Gensim intends to match the Facebook implementation, but with a few known or intentional differences. Specifically, Gensim doesn't implement:

  • the -supervised option, & specific-to-that-mode autotuning/quantization/pretrained-vectors options
  • word-multigrams (as controlled by the -wordNgrams paramerter to fasttext)
  • the plain softmax option for loss-optimization

Regarding options to -loss, I'm relatively sure that despite Facebook's command-line options docs indicating that the fasttext default is softmax, it is actually ns except when in -supervised mode, just like word2vec.c & Gensim. See for example this source code.

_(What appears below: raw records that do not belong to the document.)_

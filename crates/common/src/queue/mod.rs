//! Topic consumption
//!
//! Provides:
//! - The `TopicSource` seam every ingestion worker pulls from
//! - Redis Streams source, replayed from the oldest retained entry
//! - SQS source, long-polled and deleted after dispatch
//! - Typed, lenient event payloads

pub mod events;
mod redis_stream;
mod sqs;

#[cfg(any(test, feature = "test-utils"))]
mod memory;

pub use redis_stream::{RedisStreamConfig, RedisStreamSource};
pub use sqs::{Queue, QueueConfig, SqsTopicSource};

#[cfg(any(test, feature = "test-utils"))]
pub use memory::{MemoryTopic, MemoryTopicHandle};

use crate::errors::Result;
use async_trait::async_trait;
use std::fmt;

/// The two inbound topics
#[derive(Debug, Clone, Copy, PartialEq, Eq, Hash)]
pub enum Topic {
    /// Channel declarations
    Channels,
    /// Posts with nested replies
    Posts,
}

impl Topic {
    pub fn as_str(&self) -> &'static str {
        match self {
            Topic::Channels => "channels",
            Topic::Posts => "posts",
        }
    }
}

impl fmt::Display for Topic {
    fn fmt(&self, f: &mut fmt::Formatter<'_>) -> fmt::Result {
        f.write_str(self.as_str())
    }
}

/// One raw event pulled from a topic
#[derive(Debug, Clone, PartialEq, Eq)]
pub struct Delivery {
    /// Stream entry id or receipt handle, depending on the source
    pub id: String,
    /// Undecoded JSON body
    pub payload: String,
}

/// A stream of raw events.
///
/// `next` returning `Err` is a terminal transport failure: the caller stops
/// consuming and does not reconnect. `Ok(None)` means the source is closed.
#[async_trait]
pub trait TopicSource: Send {
    /// Wait for the next event
    async fn next(&mut self) -> Result<Option<Delivery>>;

    /// Mark a delivery as handled
    async fn ack(&mut self, _delivery: &Delivery) -> Result<()> {
        Ok(())
    }
}
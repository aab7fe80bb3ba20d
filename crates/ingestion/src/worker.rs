//! Per-topic worker loop
//!
//! Pulls deliveries from one [`TopicSource`], hands each to the
//! [`EventProcessor`] and acknowledges it afterwards. A bad event is logged
//! and skipped; only a transport failure or a closed topic ends the loop.

use crate::errors::{IngestionError, Stage};
use crate::processor::EventProcessor;
use chanfeed_common::metrics::{self, EventTimer};
use chanfeed_common::queue::{Topic, TopicSource};
use std::sync::Arc;
use tracing::{error, info, warn};

/// Counters for one worker run
#[derive(Debug, Clone, Copy, Default, PartialEq, Eq)]
pub struct WorkerStats {
    pub received: u64,
    pub applied: u64,
    pub failed: u64,
}

/// Why a worker stopped
#[derive(Debug)]
pub enum WorkerExit {
    /// The source reported end of stream
    Closed,
    /// The source failed; the worker does not reconnect
    Transport(IngestionError),
}

#[derive(Debug)]
pub struct WorkerReport {
    pub topic: Topic,
    pub stats: WorkerStats,
    pub exit: WorkerExit,
}

pub struct TopicWorker {
    topic: Topic,
    source: Box<dyn TopicSource>,
    processor: Arc<EventProcessor>,
}

impl TopicWorker {
    pub fn new(topic: Topic, source: Box<dyn TopicSource>, processor: Arc<EventProcessor>) -> Self {
        Self {
            topic,
            source,
            processor,
        }
    }

    /// Consume the topic until the source closes or fails
    pub async fn run(mut self) -> WorkerReport {
        let topic = self.topic;
        let mut stats = WorkerStats::default();
        info!(%topic, "Topic worker started");

        let exit = loop {
            let delivery = match self.source.next().await {
                Ok(Some(delivery)) => delivery,
                Ok(None) => {
                    info!(%topic, "Topic closed, stopping worker");
                    break WorkerExit::Closed;
                }
                Err(e) => {
                    let e = IngestionError::Transport(e);
                    metrics::record_failure(topic.as_str(), e.stage().as_str());
                    error!(%topic, error = %e, "Topic transport failed, stopping worker");
                    break WorkerExit::Transport(e);
                }
            };

            stats.received += 1;
            let timer = EventTimer::start(topic.as_str());

            match self.processor.process(topic, &delivery.payload).await {
                Ok(()) => stats.applied += 1,
                Err(e) => {
                    stats.failed += 1;
                    report_failure(topic, &delivery.id, &e);
                }
            }

            timer.finish();

            if let Err(e) = self.source.ack(&delivery).await {
                metrics::record_failure(topic.as_str(), Stage::Ack.as_str());
                warn!(%topic, delivery_id = %delivery.id, error = %e, "Failed to acknowledge delivery");
            }
        };

        info!(
            %topic,
            received = stats.received,
            applied = stats.applied,
            failed = stats.failed,
            "Topic worker stopped"
        );

        WorkerReport { topic, stats, exit }
    }
}

fn report_failure(topic: Topic, delivery_id: &str, e: &IngestionError) {
    let stage = e.stage();
    metrics::record_failure(topic.as_str(), stage.as_str());

    match e {
        IngestionError::UnknownChannel { username } => {
            warn!(%topic, delivery_id, %stage, channel = %username, "Skipping post for unknown channel");
        }
        IngestionError::MissingChannelName => {
            warn!(%topic, delivery_id, %stage, "Skipping event without channel username");
        }
        _ => {
            error!(%topic, delivery_id, %stage, error = %e, "Failed to process event, skipping");
        }
    }
}

#[cfg(test)]
mod tests {
    use super::*;
    use chanfeed_common::db::MemoryStore;
    use chanfeed_common::queue::MemoryTopic;
    use chanfeed_common::{EntityService, Feed};

    fn setup() -> (Arc<MemoryStore>, Arc<EventProcessor>) {
        let store = Arc::new(MemoryStore::new());
        let processor = Arc::new(EventProcessor::new(EntityService::new(store.clone())));
        (store, processor)
    }

    const ALPHA: &str = r#"{"id": 1, "username": "alpha", "title": "Alpha", "imageUrl": "alpha.png"}"#;

    #[tokio::test]
    async fn test_bad_events_are_skipped_and_acked() {
        let (store, processor) = setup();
        let (handle, topic) = MemoryTopic::new();

        handle.publish(ALPHA);
        handle.publish("{garbage");
        handle.publish(ALPHA);
        handle.close();

        let report = TopicWorker::new(Topic::Channels, Box::new(topic), processor).run().await;

        assert!(matches!(report.exit, WorkerExit::Closed));
        assert_eq!(
            report.stats,
            WorkerStats { received: 3, applied: 2, failed: 1 }
        );
        assert_eq!(store.channels().len(), 1);
        assert_eq!(handle.acked(), vec!["1", "2", "3"]);
    }

    #[tokio::test]
    async fn test_transport_failure_stops_worker() {
        let (store, processor) = setup();
        let (handle, topic) = MemoryTopic::new();

        handle.publish(ALPHA);
        handle.fail("connection reset");
        handle.publish(r#"{"username": "beta"}"#);

        let report = TopicWorker::new(Topic::Channels, Box::new(topic), processor).run().await;

        assert!(matches!(report.exit, WorkerExit::Transport(_)));
        assert_eq!(report.stats.received, 1);
        assert_eq!(store.channels().len(), 1);
        assert_eq!(handle.acked(), vec!["1"]);
    }

    #[tokio::test]
    async fn test_unknown_channel_does_not_stop_worker() {
        let (store, processor) = setup();
        let (handle, topic) = MemoryTopic::new();

        processor.process(Topic::Channels, ALPHA).await.unwrap();
        handle.publish(r#"{"body": "lost", "author": {"username": "bob"}, "channel": {"username": "ghost"}}"#);
        handle.publish(r#"{"body": "kept", "author": {"username": "bob"}, "channel": {"username": "alpha"}}"#);
        handle.close();

        let report = TopicWorker::new(Topic::Posts, Box::new(topic), processor).run().await;

        assert_eq!(report.stats.failed, 1);
        assert_eq!(report.stats.applied, 1);
        assert_eq!(store.messages().len(), 1);
        assert_eq!(store.messages()[0].title, "kept");
        assert_eq!(handle.acked().len(), 2);
    }

    #[tokio::test]
    async fn test_ingested_events_are_readable() {
        let (store, processor) = setup();

        let (channels, channel_topic) = MemoryTopic::new();
        channels.publish(ALPHA);
        channels.publish(ALPHA);
        channels.close();
        TopicWorker::new(Topic::Channels, Box::new(channel_topic), processor.clone())
            .run()
            .await;

        let (posts, post_topic) = MemoryTopic::new();
        posts.publish(
            r#"{
                "body": "first",
                "url": "https://t.me/alpha/1",
                "author": {"username": "alice", "fullname": "Alice"},
                "channel": {"username": "alpha"},
                "replies": [
                    {"author": {"username": "bob"}, "body": "hi"},
                    {"author": {"username": "carol"}, "body": "hey"}
                ]
            }"#,
        );
        posts.publish(
            r#"{"body": "second", "author": {"username": "alice"}, "channel": {"username": "alpha"}, "replies": null}"#,
        );
        posts.close();
        let report = TopicWorker::new(Topic::Posts, Box::new(post_topic), processor)
            .run()
            .await;
        assert_eq!(report.stats.applied, 2);

        let feed = Feed::new(store.clone());
        let alpha = feed.channel_by_name("alpha").await.unwrap().unwrap();

        let stats = feed.channel_stats(alpha.id).await.unwrap();
        assert_eq!(stats.messages_count, 2);
        assert_eq!(stats.replies_count, 2);

        let page = feed.full_messages_by_page(1).await.unwrap();
        let titles: Vec<&str> = page.iter().map(|m| m.title.as_str()).collect();
        assert_eq!(titles, vec!["second", "first"]);
        assert_eq!(page[1].replies_count, 2);
        assert_eq!(page[1].user_full_name, "Alice");

        let by_channel = feed.full_messages_by_channel_id(alpha.id, 1).await.unwrap();
        assert_eq!(by_channel[0].title, "first");

        let full = feed.full_message_by_id(page[1].id).await.unwrap().unwrap();
        let replies: Vec<&str> = full.replies.iter().map(|r| r.title.as_str()).collect();
        assert_eq!(replies, vec!["hi", "hey"]);
    }

    #[tokio::test(flavor = "multi_thread", worker_threads = 2)]
    async fn test_topic_workers_share_one_store() {
        let (store, processor) = setup();
        processor.process(Topic::Channels, ALPHA).await.unwrap();

        let (channels, channel_topic) = MemoryTopic::new();
        let (posts, post_topic) = MemoryTopic::new();

        for name in ["beta", "gamma", "alpha", "delta"] {
            channels.publish(format!(r#"{{"username": "{}"}}"#, name));
        }
        for i in 0..20 {
            posts.publish(format!(
                r#"{{"body": "post {}", "author": {{"username": "alice"}}, "channel": {{"username": "alpha"}},
                    "replies": [{{"author": {{"username": "bob"}}, "body": "re {}"}}]}}"#,
                i, i
            ));
        }
        channels.close();
        posts.close();

        let channel_worker = tokio::spawn(
            TopicWorker::new(Topic::Channels, Box::new(channel_topic), processor.clone()).run(),
        );
        let post_worker =
            tokio::spawn(TopicWorker::new(Topic::Posts, Box::new(post_topic), processor).run());

        let channel_report = channel_worker.await.unwrap();
        let post_report = post_worker.await.unwrap();

        assert!(matches!(channel_report.exit, WorkerExit::Closed));
        assert!(matches!(post_report.exit, WorkerExit::Closed));
        assert_eq!(channel_report.stats.applied, 4);
        assert_eq!(post_report.stats.applied, 20);

        let mut names: Vec<String> = store.channels().into_iter().map(|c| c.name).collect();
        names.sort();
        assert_eq!(names, vec!["alpha", "beta", "delta", "gamma"]);

        assert_eq!(store.users().len(), 2);
        assert_eq!(store.messages().len(), 20);
        assert_eq!(store.replies().len(), 20);

        let feed = Feed::new(store.clone());
        let alpha = feed.channel_by_name("alpha").await.unwrap().unwrap();
        let stats = feed.channel_stats(alpha.id).await.unwrap();
        assert_eq!(stats.messages_count, 20);
        assert_eq!(stats.replies_count, 20);
        assert_eq!(channels.acked().len(), 4);
        assert_eq!(posts.acked().len(), 20);
    }
}
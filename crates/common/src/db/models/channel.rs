//! Channel entity

use sea_orm::entity::prelude::*;
use serde::{Deserialize, Serialize};

#[derive(Clone, Debug, PartialEq, Eq, DeriveEntityModel, Serialize, Deserialize)]
#[sea_orm(table_name = "channel")]
pub struct Model {
    #[sea_orm(primary_key)]
    pub id: i64,

    /// Handle of the channel, unique across the table
    #[sea_orm(column_type = "Text", unique)]
    pub name: String,

    #[sea_orm(column_type = "Text")]
    pub title: String,

    #[sea_orm(column_type = "Text")]
    pub image_url: String,
}

#[derive(Copy, Clone, Debug, EnumIter, DeriveRelation)]
pub enum Relation {
    #[sea_orm(has_many = "super::message::Entity")]
    Messages,
}

impl Related<super::message::Entity> for Entity {
    fn to() -> RelationDef {
        Relation::Messages.def()
    }
}

impl ActiveModelBehavior for ActiveModel {}
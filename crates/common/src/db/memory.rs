//! In-memory [`EntityStore`] for tests
//!
//! Mirrors the Postgres schema rules: unique channel names, unique
//! non-blank usernames, and foreign keys on messages and replies. Failures
//! can be injected to exercise the operational error paths.

use crate::db::models::*;
use crate::db::store::{EntityStore, FullMessageQuery, MessageFilter, MessageOrder};
use crate::errors::{AppError, Result};
use async_trait::async_trait;
use sea_orm::DbErr;
use std::collections::HashSet;
use std::sync::atomic::{AtomicBool, AtomicUsize, Ordering};
use std::sync::Mutex;

#[derive(Default)]
struct Tables {
    channels: Vec<Channel>,
    users: Vec<User>,
    messages: Vec<Message>,
    replies: Vec<Reply>,
    next_id: i64,
}

impl Tables {
    fn next_id(&mut self) -> i64 {
        self.next_id += 1;
        self.next_id
    }

    fn full_message(&self, message: &Message) -> Option<FullMessage> {
        let channel = self.channels.iter().find(|c| c.id == message.channel_id)?;
        let user = self.users.iter().find(|u| u.id == message.user_id)?;
        let replies_count = self
            .replies
            .iter()
            .filter(|r| r.message_id == message.id)
            .count() as i64;

        Some(FullMessage {
            id: message.id,
            channel_id: channel.id,
            channel_name: channel.name.clone(),
            channel_title: channel.title.clone(),
            channel_image_url: channel.image_url.clone(),
            user_id: user.id,
            username: user.username.clone(),
            user_full_name: user.full_name.clone(),
            user_image_url: user.image_url.clone(),
            title: message.title.clone(),
            message_url: message.message_url.clone(),
            image_url: message.image_url.clone(),
            replies_count,
            replies: Vec::new(),
        })
    }
}

/// Thread-safe in-memory store
#[derive(Default)]
pub struct MemoryStore {
    tables: Mutex<Tables>,
    unavailable: AtomicBool,
    blind_lookups: AtomicUsize,
    failing_usernames: Mutex<HashSet<String>>,
}

impl MemoryStore {
    pub fn new() -> Self {
        Self::default()
    }

    /// Make every call fail as if the database were unreachable
    pub fn set_unavailable(&self, unavailable: bool) {
        self.unavailable.store(unavailable, Ordering::SeqCst);
    }

    /// Make lookups of `username` fail with an operational error
    pub fn fail_username(&self, username: &str) {
        self.lock_failing().insert(username.to_string());
    }

    /// Make the next `count` name/username lookups miss, as if another
    /// producer inserted the row right after the lookup ran
    pub fn blind_next_lookups(&self, count: usize) {
        self.blind_lookups.store(count, Ordering::SeqCst);
    }

    pub fn channels(&self) -> Vec<Channel> {
        self.lock().channels.clone()
    }

    pub fn users(&self) -> Vec<User> {
        self.lock().users.clone()
    }

    pub fn messages(&self) -> Vec<Message> {
        self.lock().messages.clone()
    }

    pub fn replies(&self) -> Vec<Reply> {
        self.lock().replies.clone()
    }

    fn lock(&self) -> std::sync::MutexGuard<'_, Tables> {
        self.tables.lock().unwrap_or_else(|poisoned| poisoned.into_inner())
    }

    fn lock_failing(&self) -> std::sync::MutexGuard<'_, HashSet<String>> {
        self.failing_usernames.lock().unwrap_or_else(|poisoned| poisoned.into_inner())
    }

    fn check_available(&self) -> Result<()> {
        if self.unavailable.load(Ordering::SeqCst) {
            return Err(AppError::Database(DbErr::Conn(sea_orm::RuntimeErr::Internal(
                "connection refused".to_string(),
            ))));
        }
        Ok(())
    }

    fn take_blind_lookup(&self) -> bool {
        self.blind_lookups
            .fetch_update(Ordering::SeqCst, Ordering::SeqCst, |n| n.checked_sub(1))
            .is_ok()
    }
}

fn foreign_key_violation(what: &str) -> AppError {
    AppError::Database(DbErr::Custom(format!("foreign key violation: {}", what)))
}

#[async_trait]
impl EntityStore for MemoryStore {
    async fn find_channel_by_name(&self, name: &str) -> Result<Option<Channel>> {
        self.check_available()?;
        if self.take_blind_lookup() {
            return Ok(None);
        }
        Ok(self.lock().channels.iter().find(|c| c.name == name).cloned())
    }

    async fn find_channel_by_id(&self, id: i64) -> Result<Option<Channel>> {
        self.check_available()?;
        Ok(self.lock().channels.iter().find(|c| c.id == id).cloned())
    }

    async fn insert_channel(&self, channel: NewChannel) -> Result<Channel> {
        self.check_available()?;
        let mut tables = self.lock();

        if tables.channels.iter().any(|c| c.name == channel.name) {
            return Err(AppError::Duplicate {
                message: format!("channel {}", channel.name),
            });
        }

        let row = Channel {
            id: tables.next_id(),
            name: channel.name,
            title: channel.title,
            image_url: channel.image_url,
        };
        tables.channels.push(row.clone());
        Ok(row)
    }

    async fn list_channels(&self, offset: u64, limit: Option<u64>) -> Result<Vec<Channel>> {
        self.check_available()?;
        let tables = self.lock();
        let take = limit.map(|l| l as usize).unwrap_or(usize::MAX);

        Ok(tables
            .channels
            .iter()
            .skip(offset as usize)
            .take(take)
            .cloned()
            .collect())
    }

    async fn count_channels(&self) -> Result<u64> {
        self.check_available()?;
        Ok(self.lock().channels.len() as u64)
    }

    async fn find_user_by_username(&self, username: &str) -> Result<Option<User>> {
        self.check_available()?;
        if self.lock_failing().contains(username) {
            return Err(AppError::Database(DbErr::Custom(format!(
                "lookup of {} timed out",
                username
            ))));
        }
        if username.trim().is_empty() || self.take_blind_lookup() {
            return Ok(None);
        }
        Ok(self.lock().users.iter().find(|u| u.username == username).cloned())
    }

    async fn find_user_by_id(&self, id: i64) -> Result<Option<User>> {
        self.check_available()?;
        Ok(self.lock().users.iter().find(|u| u.id == id).cloned())
    }

    async fn insert_user(&self, user: NewUser) -> Result<User> {
        self.check_available()?;
        let mut tables = self.lock();

        let blank = user.username.trim().is_empty();
        if !blank && tables.users.iter().any(|u| u.username == user.username) {
            return Err(AppError::Duplicate {
                message: format!("user {}", user.username),
            });
        }

        let row = User {
            id: tables.next_id(),
            username: user.username,
            full_name: user.full_name,
            image_url: user.image_url,
        };
        tables.users.push(row.clone());
        Ok(row)
    }

    async fn insert_message(&self, message: NewMessage) -> Result<Message> {
        self.check_available()?;
        let mut tables = self.lock();

        if !tables.channels.iter().any(|c| c.id == message.channel_id) {
            return Err(foreign_key_violation("message.channel_id"));
        }
        if !tables.users.iter().any(|u| u.id == message.user_id) {
            return Err(foreign_key_violation("message.user_id"));
        }

        let row = Message {
            id: tables.next_id(),
            channel_id: message.channel_id,
            user_id: message.user_id,
            title: message.title,
            message_url: message.message_url,
            image_url: message.image_url,
        };
        tables.messages.push(row.clone());
        Ok(row)
    }

    async fn insert_reply(&self, reply: NewReply) -> Result<Reply> {
        self.check_available()?;
        let mut tables = self.lock();

        if !tables.messages.iter().any(|m| m.id == reply.message_id) {
            return Err(foreign_key_violation("reply.message_id"));
        }
        if !tables.users.iter().any(|u| u.id == reply.user_id) {
            return Err(foreign_key_violation("reply.user_id"));
        }

        let row = Reply {
            id: tables.next_id(),
            message_id: reply.message_id,
            user_id: reply.user_id,
            title: reply.title,
            image_url: reply.image_url,
        };
        tables.replies.push(row.clone());
        Ok(row)
    }

    async fn count_messages(&self, channel_id: Option<i64>) -> Result<u64> {
        self.check_available()?;
        let tables = self.lock();

        Ok(tables
            .messages
            .iter()
            .filter(|m| channel_id.map_or(true, |id| m.channel_id == id))
            .count() as u64)
    }

    async fn full_messages(&self, query: FullMessageQuery) -> Result<Vec<FullMessage>> {
        self.check_available()?;
        let tables = self.lock();

        let mut rows: Vec<FullMessage> = tables
            .messages
            .iter()
            .filter(|m| match query.filter {
                MessageFilter::All => true,
                MessageFilter::Id(id) => m.id == id,
                MessageFilter::Channel(id) => m.channel_id == id,
                MessageFilter::User(id) => m.user_id == id,
            })
            .filter_map(|m| tables.full_message(m))
            .collect();

        match query.order {
            MessageOrder::Newest => rows.sort_by(|a, b| b.id.cmp(&a.id)),
            MessageOrder::MostReplied => rows.sort_by(|a, b| {
                b.replies_count
                    .cmp(&a.replies_count)
                    .then_with(|| b.id.cmp(&a.id))
            }),
        }

        if let Some((offset, limit)) = query.window {
            rows = rows
                .into_iter()
                .skip(offset as usize)
                .take(limit as usize)
                .collect();
        }

        Ok(rows)
    }

    async fn full_replies_by_message_id(&self, message_id: i64) -> Result<Vec<FullReply>> {
        self.check_available()?;
        let tables = self.lock();

        Ok(tables
            .replies
            .iter()
            .filter(|r| r.message_id == message_id)
            .filter_map(|r| {
                let user = tables.users.iter().find(|u| u.id == r.user_id)?;
                Some(FullReply {
                    id: r.id,
                    message_id: r.message_id,
                    user_id: user.id,
                    username: user.username.clone(),
                    user_full_name: user.full_name.clone(),
                    user_image_url: user.image_url.clone(),
                    title: r.title.clone(),
                    image_url: r.image_url.clone(),
                })
            })
            .collect())
    }

    async fn channel_stats(&self, channel_id: i64) -> Result<Stat> {
        self.check_available()?;
        let tables = self.lock();

        let message_ids: HashSet<i64> = tables
            .messages
            .iter()
            .filter(|m| m.channel_id == channel_id)
            .map(|m| m.id)
            .collect();
        let replies_count = tables
            .replies
            .iter()
            .filter(|r| message_ids.contains(&r.message_id))
            .count();

        Ok(Stat {
            messages_count: message_ids.len() as i64,
            replies_count: replies_count as i64,
        })
    }
}
//! Database layer for Chanfeed
//!
//! Provides:
//! - SeaORM entity models and read projections
//! - The `EntityStore` seam with a Postgres repository behind it
//! - Connection pool management
//! - Idempotent schema bootstrap

pub mod models;
mod repository;
pub mod schema;
mod store;

#[cfg(any(test, feature = "test-utils"))]
mod memory;

pub use repository::Repository;
pub use store::{EntityStore, FullMessageQuery, MessageFilter, MessageOrder};

#[cfg(any(test, feature = "test-utils"))]
pub use memory::MemoryStore;

use crate::config::DatabaseConfig;
use crate::errors::{AppError, Result};
use sea_orm::{ConnectOptions, Database, DatabaseConnection};
use std::sync::Arc;
use std::time::Duration;
use tracing::info;

/// Database connection pool wrapper.
///
/// Connections are shared behind `Arc` so the pool clones the same way
/// whether or not the connection type itself is `Clone`.
#[derive(Clone)]
pub struct DbPool {
    /// Primary connection (for writes)
    pub primary: Arc<DatabaseConnection>,

    /// Read replica connection (optional)
    pub replica: Option<Arc<DatabaseConnection>>,
}

impl DbPool {
    /// Create a new database pool from configuration
    pub async fn new(config: &DatabaseConfig) -> Result<Self> {
        info!("Connecting to primary database...");

        let primary = Self::connect(&config.url, config)
            .await
            .map_err(|e| AppError::DatabaseConnection {
                message: format!("Failed to connect to primary: {}", e)
            })?;

        // Connect to replica if configured
        let replica = if let Some(ref read_url) = config.read_url {
            info!("Connecting to read replica...");

            let replica_conn = Self::connect(read_url, config)
                .await
                .map_err(|e| AppError::DatabaseConnection {
                    message: format!("Failed to connect to replica: {}", e)
                })?;

            Some(Arc::new(replica_conn))
        } else {
            None
        };

        info!("Database connections established");

        Ok(Self {
            primary: Arc::new(primary),
            replica,
        })
    }

    /// Wrap an existing connection, used for both reads and writes
    pub fn from_connection(primary: DatabaseConnection) -> Self {
        Self {
            primary: Arc::new(primary),
            replica: None,
        }
    }

    async fn connect(url: &str, config: &DatabaseConfig) -> std::result::Result<DatabaseConnection, sea_orm::DbErr> {
        let mut opts = ConnectOptions::new(url);
        opts
            .max_connections(config.max_connections)
            .min_connections(config.min_connections)
            .connect_timeout(Duration::from_secs(config.connect_timeout_secs))
            .idle_timeout(Duration::from_secs(config.idle_timeout_secs))
            .sqlx_logging(false);

        Database::connect(opts).await
    }

    /// Get the connection for reads (replica if available, otherwise primary)
    pub fn read(&self) -> &DatabaseConnection {
        self.replica.as_deref().unwrap_or(self.primary.as_ref())
    }

    /// Get the connection for writes (always primary)
    pub fn write(&self) -> &DatabaseConnection {
        &self.primary
    }

    /// Ping the database to check connectivity
    pub async fn ping(&self) -> Result<()> {
        use sea_orm::ConnectionTrait;

        self.primary
            .execute_unprepared("SELECT 1")
            .await
            .map_err(|e| AppError::DatabaseConnection {
                message: format!("Primary ping failed: {}", e),
            })?;

        if let Some(ref replica) = self.replica {
            replica
                .execute_unprepared("SELECT 1")
                .await
                .map_err(|e| AppError::DatabaseConnection {
                    message: format!("Replica ping failed: {}", e),
                })?;
        }

        Ok(())
    }
}
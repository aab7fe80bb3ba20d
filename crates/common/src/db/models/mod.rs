//! SeaORM entity models
//!
//! Base tables (`channel`, `tg_user`, `message`, `reply`) plus the
//! read-time projections built from them.

mod channel;
mod message;
mod reply;
mod user;
mod views;

pub use channel::{
    Entity as ChannelEntity,
    Model as Channel,
    ActiveModel as ChannelActiveModel,
    Column as ChannelColumn,
};

pub use user::{
    Entity as UserEntity,
    Model as User,
    ActiveModel as UserActiveModel,
    Column as UserColumn,
};

pub use message::{
    Entity as MessageEntity,
    Model as Message,
    ActiveModel as MessageActiveModel,
    Column as MessageColumn,
};

pub use reply::{
    Entity as ReplyEntity,
    Model as Reply,
    ActiveModel as ReplyActiveModel,
    Column as ReplyColumn,
};

pub use views::{FullMessage, FullReply, NewChannel, NewMessage, NewReply, NewUser, Stat};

I suspect a future contribution to Gensim that adds wordNgrams support would be welcome, if that mode is useful to some users, and to match the reference implementation.

So far the choice of Gensim has been to avoid any supervised algorithms, so the -supervised mode is less-likely to appear in any future Gensim. (I'd argue for it, though, if a working implementation was contributed.)

The plain softmax mode is so much slower on typical large output vocabularies that few non-academic projects would want to use it over hs or ns. (It may still be practical with a smaller-number of output-labels, as in -supervised mode, though.)

Upvotes: 2

Perl Del Rey
Perl Del Rey

Reputation: 1059

I found 1 difference from the gensim's documentation:

word_ngrams (int, optional) – In Facebook’s FastText, “max length of word ngram” -
but gensim only supports the default of 1 (regular unigram word handling).

This means that gensim only supports unigrams, but no bigrams or trigrams.